┌────────

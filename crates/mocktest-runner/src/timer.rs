//! The countdown's tick source.

use std::time::Duration;

use tokio::sync::mpsc;
use tokio::task::JoinHandle;
use tokio::time::{self, Instant};

/// A periodic tick stream backed by a spawned interval task.
///
/// The first tick arrives one full period after [`start`](Self::start).
/// Dropping the timer stops the task.
#[derive(Debug)]
pub struct SessionTimer {
    ticks: mpsc::Receiver<()>,
    handle: JoinHandle<()>,
    cancelled: bool,
}

impl SessionTimer {
    /// Spawn the interval task. Must be called inside a tokio runtime.
    pub fn start(period: Duration) -> Self {
        let (tx, ticks) = mpsc::channel(8);
        let handle = tokio::spawn(async move {
            // Missed ticks burst so the countdown keeps pace with wall time.
            let mut interval = time::interval_at(Instant::now() + period, period);
            loop {
                interval.tick().await;
                if tx.send(()).await.is_err() {
                    break;
                }
            }
        });
        tracing::debug!(?period, "session timer started");
        Self {
            ticks,
            handle,
            cancelled: false,
        }
    }

    /// Wait for the next tick; `None` once the timer is cancelled.
    pub async fn next_tick(&mut self) -> Option<()> {
        if self.cancelled {
            return None;
        }
        self.ticks.recv().await
    }

    /// Stop ticking. Idempotent.
    pub fn cancel(&mut self) {
        if !self.cancelled {
            self.cancelled = true;
            self.handle.abort();
            self.ticks.close();
            tracing::debug!("session timer cancelled");
        }
    }

    pub fn is_active(&self) -> bool {
        !self.cancelled && !self.handle.is_finished()
    }
}

impl Drop for SessionTimer {
    fn drop(&mut self) {
        self.handle.abort();
    }
}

└────────

» Task statement
Copy out the entire listing exactly.

» Solution for this task
filename crates/mocktest-runner/src/timer.rs
//! The countdown's tick source.

use std::time::Duration;

use tokio::sync::mpsc;
use tokio::task::JoinHandle;
use tokio::time::{self, Instant};

/// A periodic tick stream backed by a spawned interval task.
///
/// The first tick arrives one full period after [`start`](Self::start).
/// Dropping the timer stops the task.
#[derive(Debug)]
pub struct SessionTimer {
    ticks: mpsc::Receiver<()>,
    handle: JoinHandle<()>,
    cancelled: bool,
}

impl SessionTimer {
    /// Spawn the interval task. Must be called inside a tokio runtime.
    pub fn start(period: Duration) -> Self {
        let (tx, ticks) = mpsc::channel(8);
        let handle = tokio::spawn(async move {
            // Missed ticks burst so the countdown keeps pace with wall time.
            let mut interval = time::interval_at(Instant::now() + period, period);
            loop {
                interval.tick().await;
                if tx.send(()).await.is_err() {
                    break;
                }
            }
        });
        tracing::debug!(?period, "session timer started");
        Self {
            ticks,
            handle,
            cancelled: false,
        }
    }

    /// Wait for the next tick; `None` once the timer is cancelled.
    pub async fn next_tick(&mut self) -> Option<()> {
        if self.cancelled {
            return None;
        }
        self.ticks.recv().await
    }

    /// Stop ticking. Idempotent.
    pub fn cancel(&mut self) {
        if !self.cancelled {
            self.cancelled = true;
            self.handle.abort();
            self.ticks.close();
            tracing::debug!("session timer cancelled");
        }
    }

    pub fn is_active(&self) -> bool {
        !self.cancelled && !self.handle.is_finished()
    }
}

impl Drop for SessionTimer {
    fn drop(&mut self) {
        self.handle.abort();
    }
}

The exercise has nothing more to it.